East Devon (District Authority)
National Grid Reference:
SY 12804 91350

Reasons for Designation

Large univallate hillforts are defined as fortified enclosures of varying shape, ranging in size between 1ha and 10ha, located on hilltops and surrounded by a single boundary comprising earthworks of massive proportions. They date to the Iron Age period, most having been constructed and used between the fourth century BC and the first century AD, although evidence for earlier use is present at most sites. The size of the earthworks reflects the ability of certain social groups to mobilise the labour necessary for works on such a monumental scale, and their function may have had as much to do with display as defence. Large univallate hillforts are also seen as centres of redistribution, both for subsistence products and items produced by craftsmen. The ramparts are of massive proportions except in locations where steepness of slope precludes easy access. They can vary between 6m and 20m wide and may survive to a height of 6m. The ditches can measure between 6m and 13m wide and between 3m and 5m deep. Access to the interior is generally provided by one or two entrances which often take the form of long passages formed by inturned ramparts and originally closed by a gate located towards the inner end of the passageway. The entrance may be flanked by guardrooms and/or accompanied by outworks. Internal features included timber or stone round houses; large storage pits and hearths; scattered postholes, stakeholes and gullies; and square or rectangular buildings supported by four to six posts, often represented by postholes, and interpreted as raised granaries. Large univallate hillforts are rare with between 50 and 100 examples recorded nationally. Most are located within southern England where they occur on the chalklands of Wessex, Sussex and Kent. The western edge of the distribution is marked by scattered examples in north Somerset and east Devon, while further examples occur in central and western England and outliers further north. Within this distribution considerable regional variation is apparent, both in their size, rampart structure and the presence or absence of individual components. In view of the rarity of large univallate hillforts and their importance in understanding the organisation and regional structure of Iron Age society, all examples with surviving archaeological remains are believed to be of national importance.
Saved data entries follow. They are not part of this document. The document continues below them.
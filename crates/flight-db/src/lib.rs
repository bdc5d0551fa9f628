//! # Flight DB - Storage Layer
//!
//! Persistence for flight sessions, telemetry points, danger zones,
//! zone violations and risk events. The tracking engine only talks to the
//! [`FlightStore`] trait; two implementations are provided:
//!
//! - [`ScyllaStore`]: ScyllaDB, with lightweight transactions backing the
//!   uniqueness rules
//! - [`MemoryStore`]: in-process, used for tests and degraded mode

pub mod error;
pub mod memory;
pub mod migrations;
pub mod retry;
pub mod scylla_store;

pub use error::{DbError, DbResult};
pub use memory::MemoryStore;
pub use retry::RetryPolicy;
pub use scylla_store::ScyllaStore;

use async_trait::async_trait;
use chrono::{DateTime, Utc};
use flight_core::{
    DangerZone, FlightSession, FlightStats, OperatorId, RiskEvent, SessionId, SessionStatus,
    TelemetryPoint, ZoneId, ZoneScope, ZoneViolation,
};
use serde::{Deserialize, Serialize};
use std::time::Duration;

/// Database configuration
#[derive(Debug, Clone, Serialize, Deserialize)]
pub struct DbConfig {
    pub hosts: Vec<String>,
    pub keyspace: String,
    #[serde(skip, default = "default_connection_timeout")]
    pub connection_timeout: Duration,
    #[serde(skip, default = "default_query_timeout")]
    pub query_timeout: Duration,
    #[serde(default = "default_retry_attempts")]
    pub retry_attempts: u32,
    #[serde(skip, default = "default_retry_base")]
    pub retry_base: Duration,
    #[serde(skip, default = "default_retry_max")]
    pub retry_max: Duration,
    /// Replication factor used when the keyspace is created
    #[serde(default = "default_replication_factor")]
    pub replication_factor: u32,
}

fn default_connection_timeout() -> Duration {
    Duration::from_secs(10)
}

fn default_query_timeout() -> Duration {
    Duration::from_secs(5)
}

fn default_retry_attempts() -> u32 {
    3
}

fn default_retry_base() -> Duration {
    Duration::from_millis(100)
}

fn default_retry_max() -> Duration {
    Duration::from_secs(2)
}

fn default_replication_factor() -> u32 {
    1
}

impl Default for DbConfig {
    fn default() -> Self {
        Self {
            hosts: vec!["127.0.0.1:9042".to_string()],
            keyspace: "flight_tracker".to_string(),
            connection_timeout: default_connection_timeout(),
            query_timeout: default_query_timeout(),
            retry_attempts: default_retry_attempts(),
            retry_base: default_retry_base(),
            retry_max: default_retry_max(),
            replication_factor: default_replication_factor(),
        }
    }
}

impl DbConfig {
    pub fn from_env() -> Self {
        let defaults = Self::default();

        let hosts = std::env::var("SCYLLA_HOSTS")
            .unwrap_or_else(|_| "127.0.0.1:9042".to_string())
            .split(',')
            .map(|s| s.trim().to_string())
            .filter(|s| !s.is_empty())
            .collect();

        let keyspace =
            std::env::var("SCYLLA_KEYSPACE").unwrap_or_else(|_| defaults.keyspace.clone());

        let millis = |name: &str, fallback: Duration| {
            std::env::var(name)
                .ok()
                .and_then(|s| s.parse::<u64>().ok())
                .map(Duration::from_millis)
                .unwrap_or(fallback)
        };

        Self {
            hosts,
            keyspace,
            query_timeout: millis("DB_QUERY_TIMEOUT_MS", defaults.query_timeout),
            retry_attempts: std::env::var("DB_RETRY_ATTEMPTS")
                .ok()
                .and_then(|s| s.parse().ok())
                .unwrap_or(defaults.retry_attempts),
            retry_base: millis("DB_RETRY_BASE_MS", defaults.retry_base),
            retry_max: millis("DB_RETRY_MAX_MS", defaults.retry_max),
            replication_factor: std::env::var("SCYLLA_REPLICATION_FACTOR")
                .ok()
                .and_then(|s| s.parse().ok())
                .unwrap_or(defaults.replication_factor),
            ..defaults
        }
    }

    pub fn retry_policy(&self) -> RetryPolicy {
        RetryPolicy::new(
            self.retry_attempts,
            self.retry_base,
            self.retry_max,
            self.query_timeout,
        )
    }
}

/// Result of a conditional status change
#[derive(Debug, Clone)]
pub enum StatusTransition {
    /// The session was active and now carries the new status
    Applied(FlightSession),
    /// The session was already terminal; nothing changed
    Rejected(SessionStatus),
}

/// Storage collaborator used by the tracking engine.
///
/// Implementations must enforce two uniqueness rules: one session per
/// (operator, session key), and one open violation per (session, zone).
/// Both surface as [`DbError::Duplicate`].
#[cfg_attr(any(test, feature = "testing"), mockall::automock)]
#[async_trait]
pub trait FlightStore: Send + Sync {
    // ------------------------------------------------------------------
    // Sessions
    // ------------------------------------------------------------------

    /// Insert a new session; `Duplicate` if the operator already has one with this key
    async fn insert_session(&self, session: &FlightSession) -> DbResult<()>;

    async fn get_session(&self, id: &SessionId) -> DbResult<Option<FlightSession>>;

    async fn find_session_by_key(
        &self,
        operator_id: &OperatorId,
        session_key: &str,
    ) -> DbResult<Option<FlightSession>>;

    /// Move an active session to `status`, writing `final_stats` in the same
    /// update when given. `NotFound` if the session does not exist.
    async fn transition_status(
        &self,
        id: &SessionId,
        status: SessionStatus,
        ended_at: DateTime<Utc>,
        final_stats: Option<FlightStats>,
    ) -> DbResult<StatusTransition>;

    /// Overwrite the statistics block of an active session in one write.
    /// Returns `false` without writing once the session is terminal.
    async fn update_stats(&self, id: &SessionId, stats: &FlightStats) -> DbResult<bool>;

    async fn active_sessions(&self) -> DbResult<Vec<FlightSession>>;

    // ------------------------------------------------------------------
    // Telemetry
    // ------------------------------------------------------------------

    async fn insert_points(&self, points: &[TelemetryPoint]) -> DbResult<()>;

    /// All points of a session ordered by timestamp
    async fn points_for_session(&self, id: &SessionId) -> DbResult<Vec<TelemetryPoint>>;

    async fn last_point_at(&self, id: &SessionId) -> DbResult<Option<DateTime<Utc>>>;

    // ------------------------------------------------------------------
    // Danger zones
    // ------------------------------------------------------------------

    async fn insert_zone(&self, zone: &DangerZone) -> DbResult<()>;

    async fn update_zone(&self, zone: &DangerZone) -> DbResult<()>;

    /// Returns whether a zone was removed
    async fn delete_zone(&self, id: &ZoneId) -> DbResult<bool>;

    async fn get_zone(&self, id: &ZoneId) -> DbResult<Option<DangerZone>>;

    /// Active zones belonging to `scope`
    async fn active_zones(&self, scope: &ZoneScope) -> DbResult<Vec<DangerZone>>;

    // ------------------------------------------------------------------
    // Violations
    // ------------------------------------------------------------------

    /// Insert an open violation; `Duplicate` if one is already open for the pair
    async fn insert_violation(&self, violation: &ZoneViolation) -> DbResult<()>;

    /// Persist altitude or exit changes to an existing violation
    async fn update_violation(&self, violation: &ZoneViolation) -> DbResult<()>;

    async fn open_violations(&self, session_id: &SessionId) -> DbResult<Vec<ZoneViolation>>;

    /// All violations of a session ordered by entry time
    async fn violations_for_session(&self, session_id: &SessionId) -> DbResult<Vec<ZoneViolation>>;

    // ------------------------------------------------------------------
    // Risk events
    // ------------------------------------------------------------------

    /// Append without reading the existing list
    async fn append_risk_event(&self, event: &RiskEvent) -> DbResult<()>;

    /// Risk events of a session ordered by time
    async fn risk_events(&self, session_id: &SessionId) -> DbResult<Vec<RiskEvent>>;

    async fn health_check(&self) -> DbResult<bool>;
}
//! API request handlers

use crate::auth::{DeviceAuth, ObserverAuth};
use crate::error::{ApiError, ApiResult};
use crate::state::AppState;

use axum::{
    extract::{Path, State},
    http::{header, StatusCode},
    response::IntoResponse,
    Json,
};
use chrono::{DateTime, Utc};
use flight_core::{
    default_session_key, DangerZone, DangerZoneUpdate, DroneId, FlightSession, NewDangerZone,
    RiskEvent, SessionId, SessionStatus, TelemetryInput, TelemetryPoint, ZoneId, ZoneViolation,
};
use flight_tracker::{EngineStats, RthEstimate, RthInput};
use serde::{Deserialize, Serialize};
use tracing::{debug, info};
use uuid::Uuid;

const DEFAULT_RTH_REASON: &str = "Manual RTH triggered";

// ============================================================================
// REQUEST / RESPONSE TYPES
// ============================================================================

#[derive(Serialize)]
pub struct HealthResponse {
    pub status: String,
    pub version: String,
    pub timestamp: String,
}

#[derive(Serialize)]
pub struct StatusResponse {
    pub api: String,
    pub store: String,
    pub websocket_clients: usize,
    pub websocket_messages_sent: u64,
    pub websocket_messages_dropped: u64,
    pub zone_cache_scopes: usize,
    pub engine: EngineStats,
}

#[derive(Serialize)]
pub struct IngestResponse {
    pub success: bool,
    pub session_id: SessionId,
    pub point_id: Uuid,
}

#[derive(Deserialize)]
pub struct BatchRequest {
    #[serde(default, alias = "sessionKey", alias = "sessionId", alias = "session_key")]
    pub session_id: Option<String>,
    #[serde(default)]
    pub points: Option<Vec<TelemetryInput>>,
}

#[derive(Serialize)]
pub struct BatchResponse {
    pub success: bool,
    pub session_id: SessionId,
    pub ingested: usize,
}

#[derive(Deserialize)]
pub struct CreateFlightRequest {
    pub drone_id: String,
    /// Session key; generated from the drone and start time when absent
    #[serde(default)]
    pub session_id: Option<String>,
    #[serde(default)]
    pub started_at: Option<DateTime<Utc>>,
}

#[derive(Deserialize)]
pub struct UpdateFlightRequest {
    pub status: SessionStatus,
    #[serde(default)]
    pub ended_at: Option<DateTime<Utc>>,
}

#[derive(Deserialize, Default)]
pub struct TriggerRthRequest {
    #[serde(default)]
    pub reason: Option<String>,
}

#[derive(Serialize)]
pub struct TelemetryListResponse {
    pub flight_id: SessionId,
    pub count: usize,
    pub points: Vec<TelemetryPoint>,
}

#[derive(Serialize)]
pub struct ViolationListResponse {
    pub flight_id: SessionId,
    pub violations: Vec<ZoneViolation>,
}

#[derive(Serialize)]
pub struct RiskEventListResponse {
    pub flight_id: SessionId,
    pub events: Vec<RiskEvent>,
}

#[derive(Serialize)]
pub struct ZoneListResponse {
    pub zones: Vec<DangerZone>,
    pub total: usize,
}

// ============================================================================
// HEALTH & STATUS HANDLERS
// ============================================================================

/// Health check endpoint
pub async fn health_check() -> impl IntoResponse {
    Json(HealthResponse {
        status: "healthy".into(),
        version: env!("CARGO_PKG_VERSION").into(),
        timestamp: Utc::now().to_rfc3339(),
    })
}

/// Readiness check: the store answers
pub async fn readiness_check(State(state): State<AppState>) -> impl IntoResponse {
    let ready = state.store.health_check().await.unwrap_or(false);

    if ready {
        (StatusCode::OK, Json(serde_json::json!({"ready": true})))
    } else {
        (
            StatusCode::SERVICE_UNAVAILABLE,
            Json(serde_json::json!({"ready": false})),
        )
    }
}

/// System status overview
pub async fn system_status(State(state): State<AppState>) -> impl IntoResponse {
    Json(StatusResponse {
        api: "running".into(),
        store: state.backend.as_str().into(),
        websocket_clients: state.ws_client_count(),
        websocket_messages_sent: state.ws_hub.message_count(),
        websocket_messages_dropped: state.ws_hub.dropped_count(),
        zone_cache_scopes: state.tracker.zones().cached_scopes(),
        engine: state.tracker.engine().stats(),
    })
}

/// Prometheus metrics endpoint
pub async fn metrics(State(state): State<AppState>) -> impl IntoResponse {
    (
        [(header::CONTENT_TYPE, "text/plain; version=0.0.4")],
        state.metrics.export(),
    )
}

// ============================================================================
// TELEMETRY HANDLERS
// ============================================================================

/// Ingest one live telemetry point
pub async fn ingest_telemetry(
    State(state): State<AppState>,
    device: DeviceAuth,
    Json(input): Json<TelemetryInput>,
) -> ApiResult<impl IntoResponse> {
    let receipt = state
        .tracker
        .ingest(&device.drone_id, &device.operator_id, input)
        .await?;

    Ok((
        StatusCode::ACCEPTED,
        Json(IngestResponse {
            success: true,
            session_id: receipt.session_id,
            point_id: receipt.point_id,
        }),
    ))
}

/// Ingest an uploaded log in one call
pub async fn ingest_batch(
    State(state): State<AppState>,
    device: DeviceAuth,
    Json(request): Json<BatchRequest>,
) -> ApiResult<impl IntoResponse> {
    let (session_key, points) = match (request.session_id, request.points) {
        (Some(key), Some(points)) if !key.trim().is_empty() && !points.is_empty() => (key, points),
        _ => return Err(ApiError::bad_request("session_id and points array required")),
    };

    let receipt = state
        .tracker
        .ingest_batch(&device.drone_id, &device.operator_id, &session_key, points)
        .await?;

    Ok((
        StatusCode::ACCEPTED,
        Json(BatchResponse {
            success: true,
            session_id: receipt.session_id,
            ingested: receipt.ingested,
        }),
    ))
}

// ============================================================================
// FLIGHT HANDLERS
// ============================================================================

async fn owned_flight(state: &AppState, auth: &ObserverAuth, id: Uuid) -> ApiResult<FlightSession> {
    Ok(state
        .tracker
        .sessions()
        .get_owned(&SessionId(id), &auth.operator_id)
        .await?)
}

/// Create a session before any telemetry arrives
pub async fn create_flight(
    State(state): State<AppState>,
    auth: ObserverAuth,
    Json(request): Json<CreateFlightRequest>,
) -> ApiResult<impl IntoResponse> {
    if request.drone_id.trim().is_empty() {
        return Err(ApiError::bad_request("drone_id is required"));
    }
    let drone_id = DroneId::new(request.drone_id);
    let started_at = request.started_at.unwrap_or_else(Utc::now);
    let key = request
        .session_id
        .filter(|k| !k.trim().is_empty())
        .unwrap_or_else(|| default_session_key(&drone_id, started_at));

    let session = state
        .tracker
        .sessions()
        .resolve_or_create(&drone_id, &auth.operator_id, &key, started_at)
        .await?;

    Ok((StatusCode::CREATED, Json(session)))
}

pub async fn get_flight(
    State(state): State<AppState>,
    auth: ObserverAuth,
    Path(id): Path<Uuid>,
) -> ApiResult<Json<FlightSession>> {
    Ok(Json(owned_flight(&state, &auth, id).await?))
}

/// End a flight as completed or cancelled
pub async fn update_flight(
    State(state): State<AppState>,
    auth: ObserverAuth,
    Path(id): Path<Uuid>,
    Json(request): Json<UpdateFlightRequest>,
) -> ApiResult<Json<FlightSession>> {
    let session = owned_flight(&state, &auth, id).await?;
    let updated = state
        .tracker
        .sessions()
        .update_status(&session.id, request.status, request.ended_at)
        .await?;

    info!(flight_id = %session.id, status = %updated.status, "Flight status updated via API");
    Ok(Json(updated))
}

/// Recompute statistics now and return the updated flight
pub async fn recalculate_stats(
    State(state): State<AppState>,
    auth: ObserverAuth,
    Path(id): Path<Uuid>,
) -> ApiResult<Json<FlightSession>> {
    let session = owned_flight(&state, &auth, id).await?;
    state.tracker.statistics().recompute(&session.id).await?;
    Ok(Json(state.tracker.sessions().get(&session.id).await?))
}

pub async fn flight_telemetry(
    State(state): State<AppState>,
    auth: ObserverAuth,
    Path(id): Path<Uuid>,
) -> ApiResult<Json<TelemetryListResponse>> {
    let session = owned_flight(&state, &auth, id).await?;
    let points = state.store.points_for_session(&session.id).await?;
    debug!(flight_id = %session.id, count = points.len(), "Telemetry listed");

    Ok(Json(TelemetryListResponse {
        flight_id: session.id,
        count: points.len(),
        points,
    }))
}

pub async fn flight_violations(
    State(state): State<AppState>,
    auth: ObserverAuth,
    Path(id): Path<Uuid>,
) -> ApiResult<Json<ViolationListResponse>> {
    let session = owned_flight(&state, &auth, id).await?;
    let violations = state.store.violations_for_session(&session.id).await?;
    Ok(Json(ViolationListResponse {
        flight_id: session.id,
        violations,
    }))
}

pub async fn flight_risk_events(
    State(state): State<AppState>,
    auth: ObserverAuth,
    Path(id): Path<Uuid>,
) -> ApiResult<Json<RiskEventListResponse>> {
    let session = owned_flight(&state, &auth, id).await?;
    let events = state.store.risk_events(&session.id).await?;
    Ok(Json(RiskEventListResponse {
        flight_id: session.id,
        events,
    }))
}

pub async fn rth_estimate(
    State(state): State<AppState>,
    auth: ObserverAuth,
    Path(id): Path<Uuid>,
    Json(input): Json<RthInput>,
) -> ApiResult<Json<RthEstimate>> {
    let session = owned_flight(&state, &auth, id).await?;
    Ok(Json(state.tracker.rth().estimate(&session.id, &input).await?))
}

pub async fn trigger_rth(
    State(state): State<AppState>,
    auth: ObserverAuth,
    Path(id): Path<Uuid>,
    request: Option<Json<TriggerRthRequest>>,
) -> ApiResult<impl IntoResponse> {
    let session = owned_flight(&state, &auth, id).await?;
    let reason = request
        .and_then(|Json(r)| r.reason)
        .filter(|r| !r.trim().is_empty())
        .unwrap_or_else(|| DEFAULT_RTH_REASON.to_string());

    let command = state.tracker.rth().trigger_rth(&session.id, &reason).await?;
    Ok((StatusCode::ACCEPTED, Json(command)))
}

// ============================================================================
// DANGER ZONE HANDLERS
// ============================================================================

/// Public zones plus the caller's own
pub async fn list_zones(
    State(state): State<AppState>,
    auth: ObserverAuth,
) -> ApiResult<Json<ZoneListResponse>> {
    let zones = state.tracker.zones().list_visible(&auth.operator_id).await?;
    Ok(Json(ZoneListResponse {
        total: zones.len(),
        zones,
    }))
}

pub async fn create_zone(
    State(state): State<AppState>,
    auth: ObserverAuth,
    Json(request): Json<NewDangerZone>,
) -> ApiResult<impl IntoResponse> {
    let zone = state.tracker.zones().create(&auth.operator_id, request).await?;
    Ok((StatusCode::CREATED, Json(zone)))
}

pub async fn get_zone(
    State(state): State<AppState>,
    auth: ObserverAuth,
    Path(id): Path<Uuid>,
) -> ApiResult<Json<DangerZone>> {
    let zone_id = ZoneId(id);
    match state.store.get_zone(&zone_id).await? {
        Some(zone) if zone.is_visible_to(&auth.operator_id) => Ok(Json(zone)),
        _ => Err(ApiError::not_found(format!("Danger zone not found: {zone_id}"))),
    }
}

pub async fn update_zone(
    State(state): State<AppState>,
    auth: ObserverAuth,
    Path(id): Path<Uuid>,
    Json(update): Json<DangerZoneUpdate>,
) -> ApiResult<Json<DangerZone>> {
    let zone = state
        .tracker
        .zones()
        .update(&auth.operator_id, &ZoneId(id), update)
        .await?;
    Ok(Json(zone))
}

pub async fn delete_zone(
    State(state): State<AppState>,
    auth: ObserverAuth,
    Path(id): Path<Uuid>,
) -> ApiResult<StatusCode> {
    state
        .tracker
        .zones()
        .delete(&auth.operator_id, &ZoneId(id))
        .await?;
    Ok(StatusCode::NO_CONTENT)
}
The hillfort of Sidbury Castle survives well in a commanding position with most of its circuit of defences intact and with an exceptionally well preserved passageway entrance. It is one of only very few sizeable hillforts known from west of the River Axe. It will contain archaeological information relating to the construction and use of the site, the lives of its inhabitants, and the landscape in which they lived.


The monument includes a prehistoric large univallate hillfort known as Sidbury Castle occupying a high elevated position on a steep-sided hill at the end of a Greensand spur just west of the River Sid. It has a defended area of about 4ha with a single elongated passageway entrance to the north west. The hillfort is aligned approximately north west to south east and takes the form of a long narrow pear-shaped enclosure with the wider part at the south east. It is about 500m long with a maximum width of 100m. The defences include a single rampart, ditch, and counterscarp bank enclosing a flat interior which falls away only when in proximity to the rampart where a soil quarry seems likely to have existed. The earth rampart, which is 1.2m high and nearly vertical on the inside, follows the contours of the hill and utilises the steep break of slope on all sides; it varies in height between 4.4m and 9.6m on its outer slope. The rampart is fronted by a ditch which is on average 2.9m wide and 1m deep. This ditch is in turn fronted by a counterscarp bank of about 1m in height which merges with the natural hill-side on its outer slope. The narrow elongated entrance is formed by a twin extension of the ramparts at the north western end producing a bottleneck passageway some 100m long which has a sunken appearance. A scarped platform which overlooks the hill-slope to the west would appear to have provided additional cover for the western approaches to the passageway. At least one hoard of sling stones has been recovered from the monument in the 19th century.

Some banking which forms an enclosure within the monument in its south eastern corner is almost certainly post-medieval in origin and occasional breaks in the rampart on the eastern and southern sides are considered to be of comparatively recent date. The depressions caused by two ponds located in the interior may still be seen; neither pond is thought to be contemporary with the use of the site as a hillfort and both may be of post-medieval date.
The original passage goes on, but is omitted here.